Col. Michael Herman -- deputy commander of the Gulf Region Division of the Corps of Engineers, which was supposed to oversee the project -- said the Iraqi subcontractors hired by Parsons were being forced to fix the building problems as part of their warranty work, at no cost to taxpayers. He said four of the eight barracks have been repaired.

The U.S. military initially agreed to take a Washington Post reporter on a tour of the facility Wednesday to examine the construction issues, but the trip was postponed Tuesday night. Federal investigators who visited the academy last week, though, expressed concerns about the structural integrity of the buildings and worries that fecal residue could cause a typhoid outbreak or other health crisis.

"They may have to demolish everything they built," said Robert DeShurley, a senior engineer with the inspector general's office. "The buildings are falling down as they sit."

Herman said that he doubted that was the case but that he plans to hire an architecture and engineering firm to examine the facility. He also plans to investigate concerns raised by the inspector general's office that the Army Corps of Engineers did not properly respond to construction problems highlighted in quality- control reports.

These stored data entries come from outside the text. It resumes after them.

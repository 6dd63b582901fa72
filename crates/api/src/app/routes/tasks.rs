use std::collections::BTreeMap;
use std::sync::Arc;

use axum::{
    Json, Router,
    extract::{Extension, Path, Query, rejection::JsonRejection},
    http::StatusCode,
    response::IntoResponse,
    routing::get,
};
use chrono::Utc;

use taskboard_auth::{TaskAction, policy};
use taskboard_core::{DomainError, TaskId, UserId};
use taskboard_infra::{DynStore, StoreError};
use taskboard_tasks::{Task, TaskFilter, TaskPatchInput, TaskStatus};

use crate::app::dto::{
    self, CreateTaskRequest, ListTasksQuery, MessageResponse, TaskOwner, TaskResponse,
    UpdateTaskRequest,
};
use crate::app::errors::ApiError;
use crate::app::services::AppServices;
use crate::authz::enforce;
use crate::context::PrincipalContext;

const UNKNOWN_OWNER: &str = "the selected user id is invalid";

pub fn router() -> Router {
    Router::new()
        .route("/", get(list_tasks).post(create_task))
        .route("/:id", get(get_task).put(update_task).delete(delete_task))
}

/// Admins see every task, everyone else only their own. Newest first.
pub async fn list_tasks(
    Extension(services): Extension<Arc<AppServices>>,
    Extension(ctx): Extension<PrincipalContext>,
    Query(query): Query<ListTasksQuery>,
) -> Result<impl IntoResponse, ApiError> {
    let status = match query.status.as_deref().map(str::trim) {
        None | Some("") => None,
        Some(raw) => Some(
            raw.parse::<TaskStatus>()
                .map_err(|e| ApiError::validation("status", e.to_string()))?,
        ),
    };

    let scope = policy::can_list_tasks(ctx.principal());
    let filter = TaskFilter {
        owner: scope.owner_filter(ctx.principal()),
        status,
    };

    let tasks = services.store.list_tasks(filter).await?;
    let owners = load_owners(&services.store, &tasks).await?;
    Ok(Json(dto::task_list(&tasks, &owners)))
}

pub async fn create_task(
    Extension(services): Extension<Arc<AppServices>>,
    Extension(ctx): Extension<PrincipalContext>,
    body: Result<Json<CreateTaskRequest>, JsonRejection>,
) -> Result<impl IntoResponse, ApiError> {
    let Json(body) = body?;
    let (input, requested_owner) = body.into_input();

    enforce(
        &ctx,
        "tasks.create",
        policy::can_create_task(ctx.principal(), requested_owner),
    )?;

    let owner_id = requested_owner.unwrap_or(ctx.principal().id);
    let owner = services.store.get_user(owner_id).await?;

    let now = Utc::now();
    let draft = match (input.validate(owner_id, now.date_naive(), now), &owner) {
        (Ok(draft), Some(_)) => draft,
        (Ok(_), None) => return Err(ApiError::validation("user_id", UNKNOWN_OWNER)),
        (Err(DomainError::Validation(mut errors)), None) => {
            errors.add("user_id", UNKNOWN_OWNER);
            return Err(ApiError::Validation(errors));
        }
        (Err(e), _) => return Err(e.into()),
    };

    let task = services.store.insert_task(draft).await.map_err(owner_conflict)?;
    tracing::info!(task_id = %task.id, owner_id = %task.owner_id, "task created");

    Ok((
        StatusCode::CREATED,
        Json(TaskResponse::new(&task, owner.as_ref().map(TaskOwner::from))),
    ))
}

pub async fn get_task(
    Extension(services): Extension<Arc<AppServices>>,
    Extension(ctx): Extension<PrincipalContext>,
    Path(id): Path<String>,
) -> Result<impl IntoResponse, ApiError> {
    let task = load_task(&services.store, &id).await?;
    enforce(&ctx, "tasks.view", policy::can_view_task(ctx.principal(), task.owner_id))?;

    let owner = owner_of(&services.store, &task).await?;
    Ok(Json(TaskResponse::new(&task, owner)))
}

pub async fn update_task(
    Extension(services): Extension<Arc<AppServices>>,
    Extension(ctx): Extension<PrincipalContext>,
    Path(id): Path<String>,
    body: Result<Json<UpdateTaskRequest>, JsonRejection>,
) -> Result<impl IntoResponse, ApiError> {
    enforce(&ctx, "tasks.update", policy::can_attempt_task_mutation(ctx.principal()))?;

    let mut task = load_task(&services.store, &id).await?;
    enforce(
        &ctx,
        "tasks.update",
        policy::can_mutate_task(ctx.principal(), task.owner_id, TaskAction::Update),
    )?;

    let Json(body) = body?;
    let input = TaskPatchInput::from(body);

    let new_owner = input.reassignment(&task);
    if new_owner.is_some() {
        enforce(&ctx, "tasks.reassign", policy::can_reassign_task(ctx.principal()))?;
    }

    let patch = input.validate()?;
    if let Some(owner_id) = new_owner {
        if services.store.get_user(owner_id).await?.is_none() {
            return Err(ApiError::validation("user_id", UNKNOWN_OWNER));
        }
    }

    task.apply(patch, Utc::now());
    let task = services.store.update_task(&task).await.map_err(owner_conflict)?;
    if let Some(owner_id) = new_owner {
        tracing::info!(task_id = %task.id, owner_id = %owner_id, "task reassigned");
    }

    let owner = owner_of(&services.store, &task).await?;
    Ok(Json(TaskResponse::new(&task, owner)))
}

pub async fn delete_task(
    Extension(services): Extension<Arc<AppServices>>,
    Extension(ctx): Extension<PrincipalContext>,
    Path(id): Path<String>,
) -> Result<impl IntoResponse, ApiError> {
    enforce(&ctx, "tasks.delete", policy::can_attempt_task_mutation(ctx.principal()))?;

    let task = load_task(&services.store, &id).await?;
    enforce(
        &ctx,
        "tasks.delete",
        policy::can_mutate_task(ctx.principal(), task.owner_id, TaskAction::Delete),
    )?;

    if !services.store.delete_task(task.id).await? {
        return Err(ApiError::NotFound);
    }

    Ok(Json(MessageResponse {
        message: "task deleted",
    }))
}

// -------------------------
// Helpers
// -------------------------

async fn load_task(store: &DynStore, raw_id: &str) -> Result<Task, ApiError> {
    let id: TaskId = raw_id.parse()?;
    store.get_task(id).await?.ok_or(ApiError::NotFound)
}

async fn owner_of(store: &DynStore, task: &Task) -> Result<Option<TaskOwner>, ApiError> {
    Ok(store.get_user(task.owner_id).await?.as_ref().map(TaskOwner::from))
}

async fn load_owners(store: &DynStore, tasks: &[Task]) -> Result<BTreeMap<UserId, TaskOwner>, ApiError> {
    let mut owners = BTreeMap::new();
    for task in tasks {
        if owners.contains_key(&task.owner_id) {
            continue;
        }
        if let Some(user) = store.get_user(task.owner_id).await? {
            owners.insert(user.id, TaskOwner::from(&user));
        }
    }
    Ok(owners)
}

/// The owner vanished between the existence check and the write.
fn owner_conflict(err: StoreError) -> ApiError {
    match err {
        StoreError::Conflict(_) => ApiError::validation("user_id", UNKNOWN_OWNER),
        other => other.into(),
    }
}
//! User accounts for identity management.
//!
//! Input validation for registration and admin updates lives here; whether
//! an actor may perform an update at all is decided in [`crate::policy`].

use std::collections::BTreeSet;

use chrono::{DateTime, Utc};
use serde::Deserialize;

use taskboard_core::{DomainError, DomainResult, FieldErrors, UserId};

use crate::password::{self, PasswordHashError};
use crate::{Principal, Role};

pub const MAX_NAME_LEN: usize = 255;
pub const MAX_EMAIL_LEN: usize = 255;
pub const MIN_PASSWORD_LEN: usize = 8;

// ─────────────────────────────────────────────────────────────────────────────
// User Account
// ─────────────────────────────────────────────────────────────────────────────

/// A persisted user account.
///
/// # Invariants
/// - `id` is assigned by the store and never changes.
/// - `email` is unique (case-insensitive; stored lower-cased).
#[derive(Debug, Clone, PartialEq, Eq)]
pub struct UserAccount {
    pub id: UserId,
    pub name: String,
    pub email: String,
    pub password_hash: String,
    pub roles: BTreeSet<Role>,
    pub created_at: DateTime<Utc>,
    pub updated_at: DateTime<Utc>,
}

impl UserAccount {
    pub fn principal(&self) -> Principal {
        Principal::new(self.id, self.roles.iter().copied())
    }

    pub fn check_password(&self, password: &str) -> bool {
        password::verify_password(password, &self.password_hash)
    }

    /// Apply a validated admin update. A role replaces the whole role set.
    pub fn apply(&mut self, patch: UserPatch, at: DateTime<Utc>) {
        if let Some(name) = patch.name {
            self.name = name;
        }
        if let Some(email) = patch.email {
            self.email = email;
        }
        if let Some(role) = patch.role {
            self.roles = BTreeSet::from([role]);
        }
        self.updated_at = at;
    }
}

/// A validated account ready to be inserted; the store assigns the id.
#[derive(Debug, Clone, PartialEq, Eq)]
pub struct NewUser {
    pub name: String,
    pub email: String,
    pub password_hash: String,
    pub roles: BTreeSet<Role>,
    pub created_at: DateTime<Utc>,
}

impl NewUser {
    pub fn new(
        name: impl Into<String>,
        email: impl Into<String>,
        password: &str,
        roles: impl IntoIterator<Item = Role>,
        at: DateTime<Utc>,
    ) -> Result<Self, PasswordHashError> {
        Ok(Self {
            name: name.into(),
            email: normalize_email(&email.into()),
            password_hash: password::hash_password(password)?,
            roles: roles.into_iter().collect(),
            created_at: at,
        })
    }
}

// ─────────────────────────────────────────────────────────────────────────────
// Registration
// ─────────────────────────────────────────────────────────────────────────────

/// Self-service sign-up input. New accounts start as viewers.
#[derive(Debug, Clone, Default, Deserialize)]
pub struct Registration {
    pub name: Option<String>,
    pub email: Option<String>,
    pub password: Option<String>,
    pub password_confirmation: Option<String>,
}

impl Registration {
    /// Validate shape only; email uniqueness needs the store and is checked
    /// by the caller.
    pub fn validate(self, at: DateTime<Utc>) -> DomainResult<NewUser> {
        let mut errors = FieldErrors::new();

        let name = required(&mut errors, "name", self.name);
        if let Some(name) = &name {
            check_name(&mut errors, name);
        }

        let email = required(&mut errors, "email", self.email);
        if let Some(email) = &email {
            check_email(&mut errors, email);
        }

        let password = self.password.filter(|p| !p.is_empty());
        match &password {
            None => errors.add("password", "the password field is required"),
            Some(p) => {
                if p.chars().count() < MIN_PASSWORD_LEN {
                    errors.add(
                        "password",
                        format!("the password must be at least {MIN_PASSWORD_LEN} characters"),
                    );
                }
                if self.password_confirmation.as_deref() != Some(p.as_str()) {
                    errors.add("password", "the password confirmation does not match");
                }
            }
        }

        match (name, email, password) {
            (Some(name), Some(email), Some(password)) if errors.is_empty() => {
                NewUser::new(name, email, &password, [Role::Viewer], at)
                    .map_err(|e| DomainError::validation("password", e.to_string()))
            }
            _ => Err(DomainError::Validation(errors)),
        }
    }
}

// ─────────────────────────────────────────────────────────────────────────────
// Admin update
// ─────────────────────────────────────────────────────────────────────────────

/// Partial update of a user, as submitted by an administrator.
#[derive(Debug, Clone, Default, Deserialize)]
pub struct UserPatchInput {
    pub name: Option<String>,
    pub email: Option<String>,
    pub role: Option<String>,
}

#[derive(Debug, Clone, Default, PartialEq, Eq)]
pub struct UserPatch {
    pub name: Option<String>,
    pub email: Option<String>,
    pub role: Option<Role>,
}

impl UserPatchInput {
    pub fn validate(self) -> DomainResult<UserPatch> {
        let mut errors = FieldErrors::new();

        let name = self.name.map(|n| n.trim().to_string());
        if let Some(name) = &name {
            if name.is_empty() {
                errors.add("name", "the name field must not be empty");
            } else {
                check_name(&mut errors, name);
            }
        }

        let email = self.email.map(|e| normalize_email(&e));
        if let Some(email) = &email {
            check_email(&mut errors, email);
        }

        let role = match self.role {
            None => None,
            Some(raw) => match raw.parse::<Role>() {
                Ok(role) => Some(role),
                Err(e) => {
                    errors.add("role", e.to_string());
                    None
                }
            },
        };

        errors.into_result()?;
        Ok(UserPatch { name, email, role })
    }
}

// ─────────────────────────────────────────────────────────────────────────────
// Field rules
// ─────────────────────────────────────────────────────────────────────────────

pub fn normalize_email(email: &str) -> String {
    email.trim().to_lowercase()
}

/// Basic structural check: `local@domain.tld`, no whitespace.
pub fn is_valid_email(email: &str) -> bool {
    let Some((local, domain)) = email.split_once('@') else {
        return false;
    };
    !local.is_empty()
        && !domain.contains('@')
        && domain.contains('.')
        && !domain.starts_with('.')
        && !domain.ends_with('.')
        && !email.chars().any(char::is_whitespace)
}

fn required(errors: &mut FieldErrors, field: &'static str, value: Option<String>) -> Option<String> {
    let value = value.map(|v| v.trim().to_string()).filter(|v| !v.is_empty());
    if value.is_none() {
        errors.add(field, format!("the {field} field is required"));
    }
    value
}

fn check_name(errors: &mut FieldErrors, name: &str) {
    if name.chars().count() > MAX_NAME_LEN {
        errors.add("name", format!("the name may not be greater than {MAX_NAME_LEN} characters"));
    }
}

fn check_email(errors: &mut FieldErrors, email: &str) {
    if email.chars().count() > MAX_EMAIL_LEN {
        errors.add("email", format!("the email may not be greater than {MAX_EMAIL_LEN} characters"));
    }
    if !is_valid_email(email) {
        errors.add("email", "the email must be a valid email address");
    }
}

// ─────────────────────────────────────────────────────────────────────────────
// Tests
// ─────────────────────────────────────────────────────────────────────────────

Inside the inspector general's office in Baghdad on a recent blistering afternoon, several federal investigators expressed amazement that such construction blunders could be concentrated in one project. Even in Iraq, they said, failure on this magnitude is unusual. When asked how the problems at the police college compared with other projects they had inspected, the answers came swiftly.

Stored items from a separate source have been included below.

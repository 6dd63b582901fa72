use axum::extract::rejection::JsonRejection;
use axum::http::StatusCode;
use axum::response::{IntoResponse, Response};
use serde_json::json;
use thiserror::Error;

use taskboard_auth::{DenyReason, TokenIssueError};
use taskboard_core::{DomainError, FieldErrors};
use taskboard_infra::StoreError;

/// Every failure a handler can surface, mapped onto one JSON envelope:
/// `{"error": code, "message": msg}`.
#[derive(Debug, Error)]
pub enum ApiError {
    #[error("unauthenticated")]
    Unauthenticated,

    #[error("{0}")]
    Forbidden(DenyReason),

    #[error("not found")]
    NotFound,

    #[error("the given data was invalid")]
    Validation(FieldErrors),

    #[error("{0}")]
    Conflict(String),

    #[error("{0}")]
    BadRequest(String),

    #[error("internal error: {0}")]
    Internal(String),
}

impl ApiError {
    pub fn validation(field: &'static str, msg: impl Into<String>) -> Self {
        let mut errors = FieldErrors::new();
        errors.add(field, msg);
        Self::Validation(errors)
    }
}

impl IntoResponse for ApiError {
    fn into_response(self) -> Response {
        match self {
            ApiError::Unauthenticated => {
                json_error(StatusCode::UNAUTHORIZED, "unauthenticated", "unauthenticated")
            }
            ApiError::Forbidden(reason) => {
                json_error(StatusCode::FORBIDDEN, "forbidden", reason.to_string())
            }
            ApiError::NotFound => json_error(StatusCode::NOT_FOUND, "not_found", "not found"),
            ApiError::Validation(errors) => (
                StatusCode::UNPROCESSABLE_ENTITY,
                axum::Json(json!({
                    "error": "validation_error",
                    "message": "the given data was invalid",
                    "errors": errors,
                })),
            )
                .into_response(),
            ApiError::Conflict(msg) => json_error(StatusCode::CONFLICT, "conflict", msg),
            ApiError::BadRequest(msg) => json_error(StatusCode::BAD_REQUEST, "bad_request", msg),
            ApiError::Internal(msg) => {
                tracing::error!(error = %msg, "request failed");
                json_error(
                    StatusCode::INTERNAL_SERVER_ERROR,
                    "internal_error",
                    "internal server error",
                )
            }
        }
    }
}

pub fn json_error(status: StatusCode, code: &'static str, message: impl Into<String>) -> Response {
    (
        status,
        axum::Json(json!({
            "error": code,
            "message": message.into(),
        })),
    )
        .into_response()
}

impl From<DenyReason> for ApiError {
    fn from(reason: DenyReason) -> Self {
        ApiError::Forbidden(reason)
    }
}

impl From<DomainError> for ApiError {
    fn from(err: DomainError) -> Self {
        match err {
            DomainError::Validation(errors) => ApiError::Validation(errors),
            DomainError::InvalidId(_) | DomainError::NotFound => ApiError::NotFound,
            DomainError::Conflict(msg) => ApiError::Conflict(msg),
        }
    }
}

impl From<StoreError> for ApiError {
    fn from(err: StoreError) -> Self {
        match err {
            StoreError::NotFound => ApiError::NotFound,
            StoreError::Conflict(msg) => ApiError::Conflict(msg),
            StoreError::Backend(msg) => ApiError::Internal(msg),
        }
    }
}

impl From<TokenIssueError> for ApiError {
    fn from(err: TokenIssueError) -> Self {
        ApiError::Internal(err.to_string())
    }
}

impl From<JsonRejection> for ApiError {
    fn from(rejection: JsonRejection) -> Self {
        ApiError::BadRequest(rejection.body_text())
    }
}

"This is significant," said Jon E. Novak, a senior adviser in the office.

"It's catastrophic," DeShurley added.

Bowen said: "It's the worst."

1/1/06, Jim Gibbons news release:

“Phil Galeoto has the experience and the management skills to build on the accomplishments of the Department of Public Safety and make it a world-class agency that even better serves Nevadans,” said Governor Gibbons.

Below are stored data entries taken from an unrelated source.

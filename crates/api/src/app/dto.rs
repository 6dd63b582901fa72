use std::collections::BTreeMap;

use serde::{Deserialize, Deserializer, Serialize};

use taskboard_auth::UserAccount;
use taskboard_core::UserId;
use taskboard_tasks::{NewTaskInput, Task, TaskPatchInput};

// -------------------------
// Request DTOs
// -------------------------

#[derive(Debug, Deserialize)]
pub struct LoginRequest {
    pub email: Option<String>,
    pub password: Option<String>,
}

#[derive(Debug, Default, Deserialize)]
pub struct ListTasksQuery {
    pub status: Option<String>,
}

#[derive(Debug, Deserialize)]
pub struct CreateTaskRequest {
    pub title: Option<String>,
    pub description: Option<String>,
    pub status: Option<String>,
    pub due_date: Option<String>,
    /// Owner of the new task; defaults to the caller.
    pub user_id: Option<UserId>,
}

impl CreateTaskRequest {
    pub fn into_input(self) -> (NewTaskInput, Option<UserId>) {
        let input = NewTaskInput {
            title: self.title,
            description: self.description,
            status: self.status,
            due_date: self.due_date,
        };
        (input, self.user_id)
    }
}

/// Partial task update. `null` clears `description`/`due_date`, absence
/// leaves them alone.
#[derive(Debug, Default, Deserialize)]
pub struct UpdateTaskRequest {
    pub title: Option<String>,
    #[serde(default, deserialize_with = "present")]
    pub description: Option<Option<String>>,
    pub status: Option<String>,
    #[serde(default, deserialize_with = "present")]
    pub due_date: Option<Option<String>>,
    pub user_id: Option<UserId>,
}

impl From<UpdateTaskRequest> for TaskPatchInput {
    fn from(body: UpdateTaskRequest) -> Self {
        TaskPatchInput {
            title: body.title,
            description: body.description,
            status: body.status,
            due_date: body.due_date,
            owner_id: body.user_id,
        }
    }
}

/// Marks a field as present even when its value is `null`.
fn present<'de, D, T>(deserializer: D) -> Result<Option<Option<T>>, D::Error>
where
    D: Deserializer<'de>,
    T: Deserialize<'de>,
{
    Option::<T>::deserialize(deserializer).map(Some)
}

// -------------------------
// Response DTOs
// -------------------------

#[derive(Debug, Serialize)]
pub struct UserResponse {
    pub id: UserId,
    pub name: String,
    pub email: String,
    pub roles: Vec<&'static str>,
    pub created_at: String,
    pub updated_at: String,
}

impl From<&UserAccount> for UserResponse {
    fn from(user: &UserAccount) -> Self {
        Self {
            id: user.id,
            name: user.name.clone(),
            email: user.email.clone(),
            roles: user.roles.iter().map(|r| r.as_str()).collect(),
            created_at: user.created_at.to_rfc3339(),
            updated_at: user.updated_at.to_rfc3339(),
        }
    }
}

/// The owner summary embedded in task responses.
#[derive(Debug, Clone, Serialize)]
pub struct TaskOwner {
    pub id: UserId,
    pub name: String,
    pub email: String,
}

impl From<&UserAccount> for TaskOwner {
    fn from(user: &UserAccount) -> Self {
        Self {
            id: user.id,
            name: user.name.clone(),
            email: user.email.clone(),
        }
    }
}

#[derive(Debug, Serialize)]
pub struct TaskResponse {
    pub id: taskboard_core::TaskId,
    pub title: String,
    pub description: Option<String>,
    pub status: &'static str,
    pub due_date: Option<String>,
    pub user_id: UserId,
    pub created_at: String,
    pub updated_at: String,
    pub user: Option<TaskOwner>,
}

impl TaskResponse {
    pub fn new(task: &Task, owner: Option<TaskOwner>) -> Self {
        Self {
            id: task.id,
            title: task.title.clone(),
            description: task.description.clone(),
            status: task.status.as_str(),
            due_date: task.due_date.map(|d| d.format("%Y-%m-%d").to_string()),
            user_id: task.owner_id,
            created_at: task.created_at.to_rfc3339(),
            updated_at: task.updated_at.to_rfc3339(),
            user: owner,
        }
    }
}

/// Map a batch of tasks, embedding each owner from `owners`.
pub fn task_list(tasks: &[Task], owners: &BTreeMap<UserId, TaskOwner>) -> Vec<TaskResponse> {
    tasks
        .iter()
        .map(|t| TaskResponse::new(t, owners.get(&t.owner_id).cloned()))
        .collect()
}

#[derive(Debug, Serialize)]
pub struct AuthResponse {
    pub user: UserResponse,
    pub token: String,
    pub expires_at: String,
}

#[derive(Debug, Serialize)]
pub struct MessageResponse {
    pub message: &'static str,
}

#[cfg(test)]
mod tests {
    use super::*;

    #[test]
    fn update_distinguishes_null_from_absent() {
        let body: UpdateTaskRequest =
            serde_json::from_str(r#"{"description": null, "title": "x"}"#).unwrap();
        assert_eq!(body.description, Some(None));
        assert_eq!(body.due_date, None);
        assert_eq!(body.title.as_deref(), Some("x"));

        let body: UpdateTaskRequest = serde_json::from_str(r#"{"due_date": "2030-01-01"}"#).unwrap();
        assert_eq!(body.due_date, Some(Some("2030-01-01".to_string())));
    }

    #[test]
    fn create_request_carries_requested_owner() {
        let body: CreateTaskRequest =
            serde_json::from_str(r#"{"title": "t", "user_id": 7}"#).unwrap();
        let (input, owner) = body.into_input();
        assert_eq!(input.title.as_deref(), Some("t"));
        assert_eq!(owner, Some(UserId::new(7)));
    }
}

Phil Galeoto returned from the Middle East on December 24th to be appointed as Director by Governor Gibbons. In the Middle East in 2005-2006 on a United States Department of Justice/ICITAP contract, Galeoto was assigned as the Director of the Baghdad Police College, located in Baghdad, Iraq, where he was responsible for Iraqi Police Training, academy construction, and physical safety of the largest training academy in Iraq. Galeoto served 24 years on the Reno Police Department, where he retired as Lieutenant. Since his retirement, he has also served as a police chief and a public safety director in two small departments in the Midwest and California, in addition to providing Community Policing training to a number of law enforcement agencies throughout the United States under the USDOJ community policing initiative. Galeoto is a graduate of the FBI National Academy.